La politica estera americana nel dopo-Bush

di Mauro Gilli

L’amministrazione guidata da George Bush verrà ricordata per la sua politica estera, e per la diffusa e feroce opposizione che ha riscontrato nell’opinione pubblica americana e in quella internazionale. Per questo motivo, sorge spontaneo chiedersi quali saranno i principi guida in questo campo del suo successore.

Per rispondere a questa domanda bisogna guardare agli Stati Uniti e al sistema internazionale: la politica estera di un paese dipende infatti da cosa si trova al suo interno (la sua struttura economica, politica, militare, sociale, etc.) e cosa si trova al suo esterno (il sistema internazionale, che può essere multipolare, bipolare, unipolare, etc., a seconda della distribuzione del potere tra gli stati). Diversamente dal quadro che viene dipinto dai media e dai partiti socialisti Europei, è assai improbabile che con queste elezioni gli Stati Uniti subiscano un cambiamento radicale. Ciò non significa che il nuovo presidente, sia esso Barack Obama o John McCain, manterrà inalterato l’attuale stato delle cose. Certamente, però, non potrà apportare alcuna trasformazione epocale, tanto meno in politica estera.

Gli interessi economici, commerciali e strategici degli Stati Uniti rimarranno infatti gli stessi. Allo stesso tempo, la struttura burocratica del paese, e la sua organizzazione economica e politica interna non cambieranno. Come non cambieranno l’opinione pubblica nazionale e l’influenza delle varie lobby sul governo federale. Credere il contrario significa ignorare il funzionamento della politica (su questo tema, è bene ricordare che il candidato democratico, che suscita tante speranze in molti, proviene pur sempre dalla “Chicago Politics”). Per essere più chiari: l’alleanza con l’Arabia Saudita non verrà messa in discussione, così come non verrà messa in discussione l’alleanza con Israele.
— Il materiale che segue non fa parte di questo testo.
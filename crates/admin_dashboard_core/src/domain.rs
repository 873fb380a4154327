//! crates/admin_dashboard_core/src/domain.rs
//!
//! Defines the core data structures the dashboard works with.
//! Wire-facing types carry serde derives with the backend's camelCase field names.

use chrono::{DateTime, Utc};
use serde::{Deserialize, Serialize};
use std::fmt;

//=========================================================================================
// Session
//=========================================================================================

/// The signed-in operator, as returned by the auth endpoints.
#[derive(Debug, Clone, Default, PartialEq, Serialize, Deserialize)]
pub struct AuthUser {
    pub id: String,
    pub name: String,
    pub email: String,
}

/// An authenticated session: the operator plus the bearer token sent on every request.
#[derive(Debug, Clone, PartialEq, Serialize, Deserialize)]
pub struct Session {
    pub user: AuthUser,
    pub token: String,
}

impl Session {
    /// A session resumed from a stored token. The profile stays empty until the next login.
    pub fn from_token(token: impl Into<String>) -> Self {
        Self {
            user: AuthUser::default(),
            token: token.into(),
        }
    }
}

#[derive(Debug, Clone, Serialize)]
pub struct Credentials {
    pub email: String,
    pub password: String,
}

// Sent to /auth/register. The confirmation field never leaves the client.
#[derive(Debug, Clone, Serialize)]
pub struct Registration {
    pub name: String,
    pub email: String,
    pub password: String,
}

//=========================================================================================
// Products
//=========================================================================================

#[derive(Debug, Clone, Copy, PartialEq, Eq, Hash, Serialize, Deserialize)]
#[serde(rename_all = "lowercase")]
pub enum ProductCategory {
    Sculptures,
    Statues,
    Figurines,
    Busts,
}

impl ProductCategory {
    pub const ALL: [ProductCategory; 4] = [
        ProductCategory::Sculptures,
        ProductCategory::Statues,
        ProductCategory::Figurines,
        ProductCategory::Busts,
    ];

    pub fn as_str(&self) -> &'static str {
        match self {
            ProductCategory::Sculptures => "sculptures",
            ProductCategory::Statues => "statues",
            ProductCategory::Figurines => "figurines",
            ProductCategory::Busts => "busts",
        }
    }
}

impl fmt::Display for ProductCategory {
    fn fmt(&self, f: &mut fmt::Formatter<'_>) -> fmt::Result {
        f.write_str(self.as_str())
    }
}

impl std::str::FromStr for ProductCategory {
    type Err = String;

    fn from_str(s: &str) -> Result<Self, Self::Err> {
        Self::ALL
            .into_iter()
            .find(|c| c.as_str().eq_ignore_ascii_case(s.trim()))
            .ok_or_else(|| format!("unknown product category '{}'", s))
    }
}

/// A catalogue item. Identity is `id`; the products store owns the collection.
#[derive(Debug, Clone, PartialEq, Serialize, Deserialize)]
#[serde(rename_all = "camelCase")]
pub struct Product {
    pub id: String,
    pub name: String,
    pub description: String,
    pub price: f64,
    pub stock: u32,
    pub category: ProductCategory,
    #[serde(default)]
    pub image_url: String,
    pub created_at: DateTime<Utc>,
    pub updated_at: DateTime<Utc>,
}

/// Payload for creating or replacing a product.
#[derive(Debug, Clone, PartialEq, Serialize, Deserialize)]
#[serde(rename_all = "camelCase")]
pub struct ProductDraft {
    pub name: String,
    pub description: String,
    pub price: f64,
    pub stock: u32,
    pub category: ProductCategory,
    #[serde(default)]
    pub image_url: String,
}

impl From<&Product> for ProductDraft {
    fn from(product: &Product) -> Self {
        Self {
            name: product.name.clone(),
            description: product.description.clone(),
            price: product.price,
            stock: product.stock,
            category: product.category,
            image_url: product.image_url.clone(),
        }
    }
}

//=========================================================================================
// Managed users
//=========================================================================================

#[derive(Debug, Clone, Copy, PartialEq, Eq, Serialize, Deserialize)]
#[serde(rename_all = "lowercase")]
pub enum Role {
    Admin,
    User,
}

#[derive(Debug, Clone, Copy, PartialEq, Eq, Serialize, Deserialize)]
#[serde(rename_all = "lowercase")]
pub enum UserStatus {
    Active,
    Inactive,
}

impl UserStatus {
    /// The status an operator flips to from the user list.
    pub fn toggled(self) -> Self {
        match self {
            UserStatus::Active => UserStatus::Inactive,
            UserStatus::Inactive => UserStatus::Active,
        }
    }
}

macro_rules! lowercase_enum_text {
    ($ty:ident { $($variant:ident => $text:literal),+ $(,)? }) => {
        impl fmt::Display for $ty {
            fn fmt(&self, f: &mut fmt::Formatter<'_>) -> fmt::Result {
                match self {
                    $($ty::$variant => f.write_str($text),)+
                }
            }
        }

        impl std::str::FromStr for $ty {
            type Err = String;

            fn from_str(s: &str) -> Result<Self, Self::Err> {
                match s.trim().to_ascii_lowercase().as_str() {
                    $($text => Ok($ty::$variant),)+
                    other => Err(format!("unknown {} '{}'", stringify!($ty), other)),
                }
            }
        }
    };
}

lowercase_enum_text!(Role { Admin => "admin", User => "user" });
lowercase_enum_text!(UserStatus { Active => "active", Inactive => "inactive" });

/// A user account managed from the dashboard. Distinct from the operator's own `Session`.
#[derive(Debug, Clone, PartialEq, Serialize, Deserialize)]
#[serde(rename_all = "camelCase")]
pub struct User {
    pub id: String,
    pub name: String,
    pub email: String,
    pub role: Role,
    pub status: UserStatus,
    #[serde(default)]
    pub created_at: Option<DateTime<Utc>>,
}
Margini di manovra esistono – ad esempio verso l’Iran o la Russia e l’Eurasia – ma un uomo solo (o anche un’amministrazione intera) non sono sufficienti per cambiare un paese.

Se l’America rimane immutata, cosa cambia è l’universo che la circonda. Per questo motivo, indipendentemente dal risultato delle elezioni della prossima settimana, la politica estera del prossimo presidente americano sarà diversa da quella perseguita dagli Stati Uniti a partire dalla fine della Guerra Fredda. Il sistema internazionale sta attraversando infatti un importante mutamento. La distribuzione del potere a livello internazionale si sta lentamente spostando in favore di nuovi paesi emergenti (Cina, India, Russia, Brasile e altri). Come avevamo sottolineato nella nostra recensione del libro di Fareed Zakaria, l’esito di medio-lungo periodo è un lento ma inesorabile declino relativo del potere americano. Questo declino costringerà l’inquilino della Casa Bianca ad una politica estera molto più ristretta nei mezzi e limitata negli obiettivi di quella che abbiamo visto negli ultimi 16 anni.
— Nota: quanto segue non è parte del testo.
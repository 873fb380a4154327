//! services/dashboard/src/notify.rs
//!
//! User-visible notifications. Stores publish one notification per terminal
//! outcome the operator should see; any number of views can subscribe.

use tokio::sync::broadcast;
use tracing::debug;

const CHANNEL_CAPACITY: usize = 64;

#[derive(Debug, Clone, Copy, PartialEq, Eq)]
pub enum Severity {
    Success,
    Info,
    Warning,
    Error,
}

#[derive(Debug, Clone, PartialEq, Eq)]
pub struct Notification {
    pub message: String,
    pub severity: Severity,
}

#[derive(Clone)]
pub struct Notifier {
    sender: broadcast::Sender<Notification>,
}

impl Default for Notifier {
    fn default() -> Self {
        Self::new()
    }
}

impl Notifier {
    pub fn new() -> Self {
        let (sender, _) = broadcast::channel(CHANNEL_CAPACITY);
        Self { sender }
    }

    pub fn subscribe(&self) -> broadcast::Receiver<Notification> {
        self.sender.subscribe()
    }

    pub fn notify(&self, message: impl Into<String>, severity: Severity) {
        let notification = Notification {
            message: message.into(),
            severity,
        };
        // No subscribers is fine: nobody is looking.
        if self.sender.send(notification).is_err() {
            debug!("Notification dropped, no subscribers");
        }
    }

    pub fn success(&self, message: impl Into<String>) {
        self.notify(message, Severity::Success);
    }

    pub fn error(&self, message: impl Into<String>) {
        self.notify(message, Severity::Error);
    }
}

#[cfg(test)]
mod tests {
    use super::*;

    #[tokio::test]
    async fn subscribers_receive_in_order() {
        let notifier = Notifier::new();
        let mut rx = notifier.subscribe();

        notifier.success("Product created successfully");
        notifier.error("Failed to delete product");

        let first = rx.recv().await.unwrap();
        assert_eq!(first.message, "Product created successfully");
        assert_eq!(first.severity, Severity::Success);
        let second = rx.recv().await.unwrap();
        assert_eq!(second.severity, Severity::Error);
    }

    #[test]
    fn sending_without_subscribers_is_harmless() {
        Notifier::new().notify("nobody listening", Severity::Info);
    }
}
D’altronde, questi effetti hanno già iniziato a manifestarsi, e persino George Bush si è dovuto adattare al nuovo sistema internazionale. Come ha rilevato un intelligente commentatore, la guerra in Georgia ha mostrato in modo chiaro che l’equilibrio di potere a livello internazionale è cambiato. Infatti, nonostante la retorica della difesa della democrazia, gli Stati Uniti sono rimasti impotenti mentre un suo alleato, la Georgia, veniva “punito” per il suo tentativo di uscire dall’orbita russa – cosa assolutamente impensabile fino a solo un anno fa.

Gli Stati Uniti continueranno ad essere il più potente stato al mondo – un fatto che non deve essere dimenticato. Ma la loro capacità di trasformare il loro potere in influenza (ossia, l’essenza del potere), risulterà sempre più ridotta per via della nascita di nuovi poli emergenti. Barack Obama piuttosto che John McCain non potranno fare nulla di fronte a questa tendenza, se non tentare di affrontare le nuove sfide con la consapevolezza che l’era unipolare ha ormai i giorni contati.